Introducing better management processes to support the construction life-cycle is one of the major challenges facing the industry. Effective collaborative working requires information integration and involves all the business processes – from marketing and finance to design, site supervision and facilities operation. Efficient management of construction activities means using information and communications technologies, or ICT, to share information and manage it in a way that benefits everyone in the team.

Developments in construction site robotics and off-site prefabrication will mean fewer people on site and a reduction in accidents

Virtual reality will enable visualisation of site construction processes, and ICT could help to automate the design, factory production and site-assembly process of construction products. This would result in a reduction in the number of site workers because robots would assemble modular buildings on site. It would mean new management and trade skills and a shift in construction industry attitudes. We also require significant investment in UK manufacturing if we are to avoid importing all our building products and expertise from abroad.

UK industry prospects

Our leading designers, engineers and project managers are world-class, but commercially less strong than many international competitors.

Customers are demanding increasingly challenging design standards and technical sophistication and so UK products are becoming less competitive. Comparison with other countries suggests that UK designers frequently over-engineer projects and offer bespoke solutions where standard ones would suffice, which makes them less competitive. Professional services firms will need to develop partnership networks with construction companies and clients worldwide.

Procurement systems such as the private finance initiative and framework agreements introduce new design criteria, and their financing and operational aspects bring new players into the team, making partnerships a necessity. As construction technology develops, so more skilled employees will be needed and contractors may directly employ and retain many more project team participants.

Such closely integrated co-operative working, in real or virtual partnerships, requires sophisticated electronic communications, which means that management processes as well as design and engineering methods need to be standardised so they can be managed over the Internet. Technology-based systems make it easier to work in virtual teams and make location and distance almost irrelevant. Increasingly, the market will polarise between firms fully plugged in to the ICT revolution and those dragging their feet.

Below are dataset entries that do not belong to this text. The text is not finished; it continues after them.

use super::chart::ChartSpec;
use super::insight::Insight;
use super::options::AnalysisOptions;
use super::planner::{PlanContext, Planner};
use super::selection::selector_for;
use super::summary::DatasetSummary;
use crate::datamodel::Dataset;
use crate::error::AnalysisError;
use crate::importers::TabularParser;
use crate::infer::columns::classify_columns;
use crate::infer::normalize::normalize_dataset;
use serde::Serialize;
use std::fmt::Write;

#[derive(Debug, Clone, PartialEq, Serialize)]
pub struct AnalysisResult {
    pub summary: DatasetSummary,
    pub charts: Vec<ChartSpec>,
    pub insights: Vec<Insight>,
}

impl AnalysisResult {
    /// Human readable report, insights with Markdown emphasis.
    pub fn to_markdown(&self) -> String {
        let summary = &self.summary;
        let list = |names: &[String]| {
            if names.is_empty() {
                "none".to_string()
            } else {
                names.join(", ")
            }
        };

        let mut output = String::new();
        // Writing to a String cannot fail.
        let _ = writeln!(output, "# Dataset summary\n");
        let _ = writeln!(output, "- Rows: {}", summary.total_rows);
        let _ = writeln!(output, "- Columns: {}", summary.total_columns);
        let _ = writeln!(output, "- Numeric: {}", list(&summary.numeric_columns));
        let _ = writeln!(output, "- Categorical: {}", list(&summary.categorical_columns));
        let _ = writeln!(output, "- Dates: {}", list(&summary.date_columns));

        if !self.charts.is_empty() {
            let _ = writeln!(output, "\n# Charts\n");
            for chart in &self.charts {
                let _ = writeln!(
                    output,
                    "- {} ({}, {} points): {}",
                    chart.title,
                    chart.id,
                    chart.data.len(),
                    chart.description
                );
            }
        }

        if !self.insights.is_empty() {
            let _ = writeln!(output, "\n# Insights\n");
            for insight in &self.insights {
                let _ = writeln!(output, "- {}", insight.to_markdown());
            }
        }
        output
    }
}

/// Classifies, normalizes and plans charts and insights for a dataset.
pub fn analyze(dataset: &Dataset, options: &AnalysisOptions) -> Result<AnalysisResult, AnalysisError> {
    options.validate()?;
    if dataset.is_empty() {
        return Err(AnalysisError::NoData);
    }

    let roles = classify_columns(dataset, options.sample_size, &options.numeric_format);
    let summary = DatasetSummary::new(dataset, &roles);
    let normalized = normalize_dataset(dataset, &roles, &options.numeric_format);

    let selector = selector_for(options.selection);
    let context = PlanContext {
        dataset: &normalized,
        roles: &roles,
        selector: &*selector,
        options,
    };
    let plan = Planner::default().plan(&context);

    tracing::debug!(
        rows = summary.total_rows,
        columns = summary.total_columns,
        charts = plan.charts.len(),
        insights = plan.insights.len(),
        "Analysis complete"
    );

    Ok(AnalysisResult {
        summary,
        charts: plan.charts,
        insights: plan.insights,
    })
}

/// Parses `data` with `parser` then analyzes the resulting dataset.
pub async fn analyze_bytes(
    parser: &dyn TabularParser,
    data: &[u8],
    options: &AnalysisOptions,
) -> Result<AnalysisResult, AnalysisError> {
    let dataset = parser.parse(data).await?;
    analyze(&dataset, options)
}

UK site practice also has to significantly improve. New attitudes, better design and construction practices and increasing use of ICT are vital to support and manage advances in design, building components and materials. Lifelong learning, knowledge management and more powerful design tools will be vital to the future success of UK construction. Failure to adopt them will mean greater use of overseas skills operating through “virtual” environments.

It will also result in a gradual and total takeover of the UK industry by foreign-owned companies.

Improving health and safety

Within 20 years, we want zero deaths on UK sites and an 80% reduction in serious injuries. Using ICT on site will benefit safety. However, as many as 60% of fatal site accidents can be attributed to choices made before site work begins. Key factors include a lack of design-led safety considerations, poor project communication and collaboration, bad site management, outmoded construction processes and lack of feedback.

Integrating an accident prevention philosophy into a scheme at the outset would reduce accidents and health problems caused by inappropriate materials or processes. Alliances and partnering approaches that develop trust, as well as a “no blame/no fault” compensation system and better near-miss reporting, would enable freer information exchange and so identify generic health and safety problems. Better health screening and education could alert employers and employees to potential future health problems. Developments in construction site robotics and off-site prefabrication will mean fewer people on site and a reduction in accidents.